Worked Solution
✓ VerifiedAnswer: (C) ₹26,550 & it will not be deducted from the material cost
Calculation of Cash Discount:
Since Axe Trade is an unregistered dealer under GST, it is not eligible to claim Input Tax Credit (ITC). Consequently, the GST paid forms part of the cost, and the total invoice value (inclusive of GST) is the effective purchase amount on which cash discount is computed.
Listed Price = ₹2,50,000
Less: Trade Discount @ 10% = ₹25,000
Net Price = ₹2,25,000
Add: GST @ 18% on ₹2,25,000 = ₹40,500
Total Invoice Value = ₹2,65,500
Cash Discount @ 10% on Total Invoice Value = 10% × ₹2,65,500 = ₹26,550
Treatment of Cash Discount in Material Cost:
Under cost accounting principles, cash discount is a financing/treasury incentive received for prompt payment — it is not a reduction in the purchase price of material.
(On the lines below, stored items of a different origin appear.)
//! MCP server handler implementation.
//!
//! This module defines the host adapter that routes tool calls to the cache
//! worker's trigger events.
use std::sync::Arc;

use crate::tools::{
    Worker,
    fetch::{SwFetchParams, fetch_impl},
    lifecycle::{activate_impl, install_impl},
    stores::stores_impl,
};

use rmcp::{
    ErrorData as McpError, ServerHandler,
    handler::server::{
        tool::{ToolCallContext, ToolRouter},
        wrapper::Parameters,
    },
    model::{
        CallToolRequestParam, CallToolResult, Implementation, ListToolsResult, PaginatedRequestParam, ProtocolVersion,
        ServerCapabilities, ServerInfo,
    },
    service::{RequestContext, RoleServer},
    tool, tool_router,
};

/// The MCP host adapter for one deployed worker version.
#[derive(Clone)]
pub struct SwCacheServer {
    worker: Arc<Worker>,
    tool_router: ToolRouter<Self>,
}

/// Tool router implementation using the #[tool_router] macro.
#[tool_router]
impl SwCacheServer {
    /// Create a new server handler around a worker.
    pub fn new(worker: Arc<Worker>) -> Self {
        Self { worker, tool_router: Self::tool_router() }
    }

    /// Deliver the install event.
    #[tool(description = "Install this cache version: create its store and cache the seed resources.")]
    async fn sw_install(&self) -> Result<CallToolResult, McpError> {
        install_impl(&self.worker).await
    }

    /// Deliver the activate event.
    #[tool(description = "Activate this cache version: delete stores from previous versions and claim clients.")]
    async fn sw_activate(&self) -> Result<CallToolResult, McpError> {
        activate_impl(&self.worker).await
    }

    /// Deliver a fetch event for one request.
    #[tool(description = "Intercept a request: serve GET requests cache-first, refilling the cache from the network.")]
    async fn sw_fetch(&self, params: Parameters<SwFetchParams>) -> Result<CallToolResult, McpError> {
        fetch_impl(&self.worker, params.0).await
    }

    /// List the cache stores.
    #[tool(description = "List cache stores with their entry counts.")]
    async fn cache_stores(&self) -> Result<CallToolResult, McpError> {
        stores_impl(&self.worker).await
    }
}

impl ServerHandler for SwCacheServer {
    fn get_info(&self) -> ServerInfo {
        ServerInfo {
            server_info: Implementation {
                name: "swcache".into(),
                version: env!("CARGO_PKG_VERSION").into(),
                ..Default::default()
            },
            protocol_version: ProtocolVersion::LATEST,
            capabilities: ServerCapabilities::builder().enable_tools().build(),
            ..Default::default()
        }
    }

    async fn list_tools(
        &self, _request: Option<PaginatedRequestParam>, _context: RequestContext<RoleServer>,
    ) -> Result<ListToolsResult, rmcp::model::ErrorData> {
        Ok(ListToolsResult { meta: None, tools: self.tool_router.list_all(), next_cursor: None })
    }

    async fn call_tool(
        &self, request: CallToolRequestParam, context: RequestContext<RoleServer>,
    ) -> Result<CallToolResult, rmcp::model::ErrorData> {
        self.tool_router
            .call(ToolCallContext::new(self, request, context))
            .await
    }
}
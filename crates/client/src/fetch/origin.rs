//! Response tainting relative to the application origin.
//!
//! Mirrors what a page can observe about a response it asked for:
//! same-origin responses are `basic`, cross-origin responses approved by
//! `Access-Control-Allow-Origin` are `cors`, and cross-origin `no-cors`
//! responses are `opaque`. A cross-origin response that fails its CORS check
//! is a network error.

use reqwest::header::{ACCESS_CONTROL_ALLOW_ORIGIN, HeaderMap};
use swcache_core::{Error, Request, RequestMode, ResponseType};
use url::Url;

/// Classify a response to `request` that ended up at `final_url`.
///
/// # Errors
///
/// Returns `Error::Network` for cross-origin `cors` responses without a
/// matching `Access-Control-Allow-Origin`, and for cross-origin responses to
/// `same-origin` requests.
pub fn classify(
    app_origin: &Url,
    request: &Request,
    final_url: &Url,
    headers: &HeaderMap,
) -> Result<ResponseType, Error> {
    if final_url.origin() == app_origin.origin() {
        return Ok(ResponseType::Basic);
    }

    match request.mode {
        RequestMode::Navigate => Ok(ResponseType::Basic),
        RequestMode::NoCors => Ok(ResponseType::Opaque),
        RequestMode::SameOrigin => {
            Err(Error::Network(format!("{final_url}: cross-origin response to a same-origin request")))
        }
        RequestMode::Cors => {
            let allowed = headers
                .get(ACCESS_CONTROL_ALLOW_ORIGIN)
                .and_then(|v| v.to_str().ok())
                .map(str::trim)
                .is_some_and(|v| v == "*" || v == app_origin.origin().ascii_serialization());
            if allowed {
                Ok(ResponseType::Cors)
            } else {
                Err(Error::Network(format!("{final_url}: CORS check failed")))
            }
        }
    }
}
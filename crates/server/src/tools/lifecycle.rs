//! sw_install and sw_activate tool implementations.
//!
//! Deliver the install and activate trigger events and report what the
//! worker did, including which control signals it sent to the host.

use rmcp::{ErrorData as McpError, model::CallToolResult};
use schemars::JsonSchema;
use serde::Serialize;
use swcache_core::WorkerState;
use swcache_core::worker::{ActivateReport, InstallReport};

use super::{Worker, json_result};

/// Output from the sw_install tool.
#[derive(Debug, Clone, Serialize, JsonSchema)]
pub struct SwInstallOutput {
    #[serde(flatten)]
    pub report: InstallReport,
    /// Worker state after install.
    pub state: WorkerState,
    /// Whether the worker asked to take over without waiting.
    pub skip_waiting: bool,
}

/// Output from the sw_activate tool.
#[derive(Debug, Clone, Serialize, JsonSchema)]
pub struct SwActivateOutput {
    #[serde(flatten)]
    pub report: ActivateReport,
    /// Worker state after activation.
    pub state: WorkerState,
    /// Whether the worker claimed the open clients.
    pub clients_claimed: bool,
}

/// Implementation of the sw_install tool.
pub async fn install_impl(worker: &Worker) -> Result<CallToolResult, McpError> {
    let report = worker.install().await?;
    let output = SwInstallOutput {
        report,
        state: worker.state().await,
        skip_waiting: worker.host().skip_waiting_requested(),
    };
    json_result(&output)
}

/// Implementation of the sw_activate tool.
pub async fn activate_impl(worker: &Worker) -> Result<CallToolResult, McpError> {
    let report = worker.activate().await?;
    let output = SwActivateOutput {
        report,
        state: worker.state().await,
        clients_claimed: worker.host().clients_claimed(),
    };
    json_result(&output)
}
Unlike trade discount (which is deducted before arriving at the cost price), cash discount is treated as a financial income and is credited to a separate Discount Received Account or Profit & Loss Account.
Therefore, cash discount of ₹26,550 received from the supplier will NOT be deducted from the material cost. The material cost continues to be computed based on the invoice price (net of trade discount), plus all direct costs incurred to bring the material to its present location and condition.
Write it like this
1The skeleton
- Lead with the GST registration status of Axe Trade — write 'unregistered dealer, hence ITC not available' in line 1, because the entire calculation pivots on this; examiners award the first step mark here.
- Build the base for cash discount top-down: Listed Price → minus Trade Discount → Net Price → plus GST 18% → Total Invoice Value = ₹2,65,500. Show each line; don't jump to the final number or you lose the working marks.
- State cash discount % on Total Invoice Value explicitly — write '10% × ₹2,65,500 = ₹26,550'; since GST is a cost (no ITC), it rides in the base — this is the step most students skip.
- Nail the treatment in one crisp sentence: 'Cash discount is a financing incentive for prompt payment; it is credited to Discount Received A/c and is NOT deducted from material cost' — trade discount vs. cash discount distinction is the examiner's target here.
2Examiner-rewarded phrases
3Common trap
Heads up — most students calculate cash discount on ₹2,25,000 (net of trade discount, before GST), completely ignoring that Axe Trade can't claim ITC, so GST is part of the purchase cost. That one miss flips your answer from ₹26,550 to ₹22,500 and kills the MCQ mark entirely.